Many people that have asked me this question tell me that they go out and ride 2-3 times per week (maybe more if they are training for an event) but each ride they do is at about the same pace, on approximately the same terrain and always within their comfort zone. If you want to get faster you NEED to push yourself outside your comfort zone. If you do not, then you will NEVER get much faster than you are right now. Again to some people this seems logical, but sometimes you just need to see it spelled out in order for it to really click in your mind.
You need to push yourself to do hard intervals, push yourself to join a group that is quicker than your normal pace, climb a bigger or tougher hill than you are used to, just pop your bike into the big ring and really push it. Those suffer inducing activities will get you on the road to getting faster.
Now some people swing in the complete opposite direction and fall into the trap of pushing themselves hard all of the time. They ride their hearts out until their legs are on the verge of falling off every time they head out on the bike. If you do this there is a good chance you will burn out and want to throw your bikes into the river and let it wash away when your legs feel perpetually tired and you can’t keep up that same hard effort (I’ve been there!).
So the other key to getting faster is recovery. If you go out and do a couple of leg destroying rides then you need to give your legs time to rebuild. So, take a rest day, go out and do an easy ride and enjoy the scenery, let your muscles recover from the beat down you gave them. If you do head out for a recovery ride, make sure the ride is EASY and that it is actually letting your legs recover, if not you will just prolong your recovery time. It has been said that light exercise during recovery days can help stimulate blood flow and reduce muscular pain overall.

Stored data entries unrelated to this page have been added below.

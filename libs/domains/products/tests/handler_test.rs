//! Handler tests for the Products domain
//!
//! These tests drive the real router with a tempfile-backed catalog:
//! - Request deserialization (JSON -> Rust structs)
//! - Response serialization (Rust structs -> JSON)
//! - HTTP status codes, auth challenges, error responses

use axum::body::Body;
use axum::http::{header, Request, StatusCode};
use axum::Router;
use axum_helpers::auth::{BasicAuth, StaticCredentials};
use domain_products::{handlers, JsonFileProductRepository, ProductService};
use http_body_util::BodyExt;
use serde_json::{json, Value};
use tempfile::TempDir;
use tower::ServiceExt; // For oneshot()

const GOOD_AUTH: &str = "Basic dGVzdF91c2VyOnRlc3RfcGFzc3dvcmQ="; // test_user:test_password
const BAD_AUTH: &str = "Basic dGVzdF91c2VyOndyb25n"; // test_user:wrong

struct TestApi {
    _dir: TempDir,
    path: std::path::PathBuf,
}

impl TestApi {
    fn seeded(content: &str) -> Self {
        let dir = TempDir::new().unwrap();
        let path = dir.path().join("products.json");
        std::fs::write(&path, content).unwrap();
        Self { _dir: dir, path }
    }

    fn two_products() -> Self {
        Self::seeded(
            r#"{"products":[
                {"id":1,"title":"A","price":1.0,"brand":"Acme"},
                {"id":2,"title":"B","price":2.0,"brand":"Acme"}
            ]}"#,
        )
    }

    fn router(&self) -> Router {
        let repository = JsonFileProductRepository::new(self.path.clone());
        let service = ProductService::new(repository);
        let auth = BasicAuth::new(
            StaticCredentials::new("test_user", "test_password"),
            "test-realm",
        );
        Router::new().nest("/products", handlers::router(service, auth))
    }

    fn stored(&self) -> Value {
        let content = std::fs::read_to_string(&self.path).unwrap();
        serde_json::from_str(&content).unwrap()
    }
}

async fn json_body(body: Body) -> Value {
    let bytes = body.collect().await.unwrap().to_bytes();
    serde_json::from_slice(&bytes).unwrap()
}

fn request(method: &str, uri: &str, auth: Option<&str>, body: Option<Value>) -> Request<Body> {
    let mut builder = Request::builder().method(method).uri(uri);
    if let Some(value) = auth {
        builder = builder.header(header::AUTHORIZATION, value);
    }
    match body {
        Some(json) => builder
            .header(header::CONTENT_TYPE, "application/json")
            .body(Body::from(serde_json::to_string(&json).unwrap()))
            .unwrap(),
        None => builder.body(Body::empty()).unwrap(),
    }
}

#[tokio::test]
async fn test_list_returns_200_with_catalog() {
    let api = TestApi::two_products();
    let response = api
        .router()
        .oneshot(request("GET", "/products", None, None))
        .await
        .unwrap();

    assert_eq!(response.status(), StatusCode::OK);
    let body = json_body(response.into_body()).await;
    assert_eq!(body.as_array().unwrap().len(), 2);
    assert_eq!(body[0]["title"], "A");
}

#[tokio::test]
async fn test_list_missing_file_returns_500() {
    let dir = TempDir::new().unwrap();
    let api = TestApi {
        path: dir.path().join("absent.json"),
        _dir: dir,
    };

    let response = api
        .router()
        .oneshot(request("GET", "/products", None, None))
        .await
        .unwrap();

    assert_eq!(response.status(), StatusCode::INTERNAL_SERVER_ERROR);
    let body = json_body(response.into_body()).await;
    assert_eq!(body["message"], "Products file not found.");
    assert_eq!(body["code"], 3001);
}

#[tokio::test]
async fn test_list_malformed_file_returns_500_with_distinct_message() {
    let api = TestApi::seeded("{definitely not json");

    let response = api
        .router()
        .oneshot(request("GET", "/products", None, None))
        .await
        .unwrap();

    assert_eq!(response.status(), StatusCode::INTERNAL_SERVER_ERROR);
    let body = json_body(response.into_body()).await;
    let message = body["message"].as_str().unwrap();
    assert!(message.contains("malformed"));
    assert_ne!(message, "Products file not found.");
    assert_eq!(body["code"], 3002);
}

#[tokio::test]
async fn test_get_by_id_returns_product() {
    let api = TestApi::two_products();
    let response = api
        .router()
        .oneshot(request("GET", "/products/2", None, None))
        .await
        .unwrap();

    assert_eq!(response.status(), StatusCode::OK);
    let body = json_body(response.into_body()).await;
    assert_eq!(body["id"], 2);
    assert_eq!(body["title"], "B");
}

#[tokio::test]
async fn test_get_unknown_id_returns_404_with_empty_body() {
    let api = TestApi::two_products();
    let response = api
        .router()
        .oneshot(request("GET", "/products/99", None, None))
        .await
        .unwrap();

    assert_eq!(response.status(), StatusCode::NOT_FOUND);
    let bytes = response.into_body().collect().await.unwrap().to_bytes();
    assert!(bytes.is_empty());
}

#[tokio::test]
async fn test_get_non_integer_id_returns_400() {
    let api = TestApi::two_products();
    let response = api
        .router()
        .oneshot(request("GET", "/products/abc", None, None))
        .await
        .unwrap();

    assert_eq!(response.status(), StatusCode::BAD_REQUEST);
}

#[tokio::test]
async fn test_create_without_auth_is_challenged() {
    let api = TestApi::two_products();
    let response = api
        .router()
        .oneshot(request(
            "POST",
            "/products",
            None,
            Some(json!({"title": "C", "price": 3.0})),
        ))
        .await
        .unwrap();

    assert_eq!(response.status(), StatusCode::UNAUTHORIZED);
    let challenge = response
        .headers()
        .get(header::WWW_AUTHENTICATE)
        .and_then(|v| v.to_str().ok())
        .unwrap();
    assert!(challenge.starts_with("Basic realm="));
}

#[tokio::test]
async fn test_create_with_wrong_password_is_challenged() {
    let api = TestApi::two_products();
    let response = api
        .router()
        .oneshot(request(
            "POST",
            "/products",
            Some(BAD_AUTH),
            Some(json!({"title": "C", "price": 3.0})),
        ))
        .await
        .unwrap();

    assert_eq!(response.status(), StatusCode::UNAUTHORIZED);
}

#[tokio::test]
async fn test_create_assigns_next_id_and_sets_location() {
    let api = TestApi::two_products();
    let response = api
        .router()
        .oneshot(request(
            "POST",
            "/products",
            Some(GOOD_AUTH),
            Some(json!({"title": "C", "price": 3.0})),
        ))
        .await
        .unwrap();

    assert_eq!(response.status(), StatusCode::CREATED);
    assert_eq!(
        response
            .headers()
            .get(header::LOCATION)
            .and_then(|v| v.to_str().ok()),
        Some("/products/3")
    );

    let body = json_body(response.into_body()).await;
    assert_eq!(body["id"], 3);
    assert_eq!(body["title"], "C");

    // The file now holds all three entries
    let stored = api.stored();
    assert_eq!(stored["products"].as_array().unwrap().len(), 3);
}

#[tokio::test]
async fn test_create_on_empty_catalog_assigns_id_one() {
    let api = TestApi::seeded(r#"{"products":[]}"#);
    let response = api
        .router()
        .oneshot(request(
            "POST",
            "/products",
            Some(GOOD_AUTH),
            Some(json!({"title": "First", "price": 1.0})),
        ))
        .await
        .unwrap();

    assert_eq!(response.status(), StatusCode::CREATED);
    let body = json_body(response.into_body()).await;
    assert_eq!(body["id"], 1);
}

#[tokio::test]
async fn test_create_with_invalid_fields_returns_400_with_details() {
    let api = TestApi::two_products();
    let response = api
        .router()
        .oneshot(request(
            "POST",
            "/products",
            Some(GOOD_AUTH),
            Some(json!({"title": "", "price": -1.0})),
        ))
        .await
        .unwrap();

    assert_eq!(response.status(), StatusCode::BAD_REQUEST);
    let body = json_body(response.into_body()).await;
    assert!(body["details"]["title"].is_array());
    assert!(body["details"]["price"].is_array());
}

#[tokio::test]
async fn test_create_missing_body_returns_400() {
    let api = TestApi::two_products();
    let response = api
        .router()
        .oneshot(request("POST", "/products", Some(GOOD_AUTH), None))
        .await
        .unwrap();

    assert_eq!(response.status(), StatusCode::BAD_REQUEST);
}

#[tokio::test]
async fn test_create_with_type_mismatched_field_returns_400() {
    let api = TestApi::two_products();
    let response = api
        .router()
        .oneshot(request(
            "POST",
            "/products",
            Some(GOOD_AUTH),
            Some(json!({"title": "C", "price": "not-a-number"})),
        ))
        .await
        .unwrap();

    assert_eq!(response.status(), StatusCode::BAD_REQUEST);
    assert_eq!(api.stored()["products"].as_array().unwrap().len(), 2);
}

#[tokio::test]
async fn test_create_duplicate_title_and_brand_returns_400() {
    let api = TestApi::two_products();
    let response = api
        .router()
        .oneshot(request(
            "POST",
            "/products",
            Some(GOOD_AUTH),
            Some(json!({"title": " a ", "price": 5.0, "brand": "ACME"})),
        ))
        .await
        .unwrap();

    assert_eq!(response.status(), StatusCode::BAD_REQUEST);
    let body = json_body(response.into_body()).await;
    assert!(body["details"]["title"].is_array());
    assert!(body["details"]["brand"].is_array());

    // Nothing was written
    assert_eq!(api.stored()["products"].as_array().unwrap().len(), 2);
}

#[tokio::test]
async fn test_update_replaces_record_and_keeps_path_id() {
    let api = TestApi::two_products();
    let response = api
        .router()
        .oneshot(request(
            "PUT",
            "/products/1",
            Some(GOOD_AUTH),
            // Body id is ignored; the path id wins
            Some(json!({"id": 42, "title": "A2", "price": 9.0})),
        ))
        .await
        .unwrap();

    assert_eq!(response.status(), StatusCode::NO_CONTENT);

    let stored = api.stored();
    let products = stored["products"].as_array().unwrap();
    assert_eq!(products[0]["id"], 1);
    assert_eq!(products[0]["title"], "A2");
    // Whole-record replace: the old brand is gone
    assert!(products[0].get("brand").is_none());
}

#[tokio::test]
async fn test_update_keeping_own_title_and_brand_succeeds() {
    let api = TestApi::two_products();
    let response = api
        .router()
        .oneshot(request(
            "PUT",
            "/products/1",
            Some(GOOD_AUTH),
            Some(json!({"title": "A", "price": 7.5, "brand": "Acme"})),
        ))
        .await
        .unwrap();

    assert_eq!(response.status(), StatusCode::NO_CONTENT);
}

#[tokio::test]
async fn test_update_into_another_products_pair_returns_400() {
    let api = TestApi::two_products();
    let response = api
        .router()
        .oneshot(request(
            "PUT",
            "/products/2",
            Some(GOOD_AUTH),
            Some(json!({"title": "A", "price": 2.0, "brand": "Acme"})),
        ))
        .await
        .unwrap();

    assert_eq!(response.status(), StatusCode::BAD_REQUEST);
}

#[tokio::test]
async fn test_update_unknown_id_returns_404() {
    let api = TestApi::two_products();
    let response = api
        .router()
        .oneshot(request(
            "PUT",
            "/products/99",
            Some(GOOD_AUTH),
            Some(json!({"title": "X", "price": 1.0})),
        ))
        .await
        .unwrap();

    assert_eq!(response.status(), StatusCode::NOT_FOUND);
    let body = json_body(response.into_body()).await;
    assert_eq!(body["message"], "Product with id 99 not found.");
}

#[tokio::test]
async fn test_update_without_auth_is_challenged() {
    let api = TestApi::two_products();
    let response = api
        .router()
        .oneshot(request(
            "PUT",
            "/products/1",
            None,
            Some(json!({"title": "A2", "price": 1.0})),
        ))
        .await
        .unwrap();

    assert_eq!(response.status(), StatusCode::UNAUTHORIZED);
}

#[tokio::test]
async fn test_delete_returns_204_and_persists() {
    let api = TestApi::two_products();
    let response = api
        .router()
        .oneshot(request("DELETE", "/products/1", Some(GOOD_AUTH), None))
        .await
        .unwrap();

    assert_eq!(response.status(), StatusCode::NO_CONTENT);
    assert_eq!(api.stored()["products"].as_array().unwrap().len(), 1);

    // The deleted id is gone
    let response = api
        .router()
        .oneshot(request("GET", "/products/1", None, None))
        .await
        .unwrap();
    assert_eq!(response.status(), StatusCode::NOT_FOUND);
}

#[tokio::test]
async fn test_delete_on_empty_catalog_returns_404() {
    let api = TestApi::seeded(r#"{"products":[]}"#);
    let response = api
        .router()
        .oneshot(request("DELETE", "/products/5", Some(GOOD_AUTH), None))
        .await
        .unwrap();

    assert_eq!(response.status(), StatusCode::NOT_FOUND);
}

#[tokio::test]
async fn test_delete_without_auth_is_challenged() {
    let api = TestApi::two_products();
    let response = api
        .router()
        .oneshot(request("DELETE", "/products/1", None, None))
        .await
        .unwrap();

    assert_eq!(response.status(), StatusCode::UNAUTHORIZED);
    assert_eq!(api.stored()["products"].as_array().unwrap().len(), 2);
}

#[tokio::test]
async fn test_reads_do_not_require_auth() {
    let api = TestApi::two_products();

    let list = api
        .router()
        .oneshot(request("GET", "/products", None, None))
        .await
        .unwrap();
    assert_eq!(list.status(), StatusCode::OK);

    let get = api
        .router()
        .oneshot(request("GET", "/products/1", None, None))
        .await
        .unwrap();
    assert_eq!(get.status(), StatusCode::OK);
}

#[tokio::test]
async fn test_create_write_failure_during_duplicate_check_is_fatal_for_store() {
    // Missing file: the duplicate check swallows the read error, but the
    // store's own read still fails with 500.
    let dir = TempDir::new().unwrap();
    let api = TestApi {
        path: dir.path().join("absent.json"),
        _dir: dir,
    };

    let response = api
        .router()
        .oneshot(request(
            "POST",
            "/products",
            Some(GOOD_AUTH),
            Some(json!({"title": "C", "price": 3.0})),
        ))
        .await
        .unwrap();

    assert_eq!(response.status(), StatusCode::INTERNAL_SERVER_ERROR);
    let body = json_body(response.into_body()).await;
    assert_eq!(body["message"], "Products file not found.");
}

If you recovery properly after your hard days, not only will your legs feel fresh for your next hard ride or workout, but they will be slightly stronger from having been pushed and then allowed to have a day or two to adapt and rebuild after that hard effort. Training stimulus (a hard effort) + recovery = adaptation of your muscles. If you keep repeating this pattern you should gradually get stronger and stronger without burnout.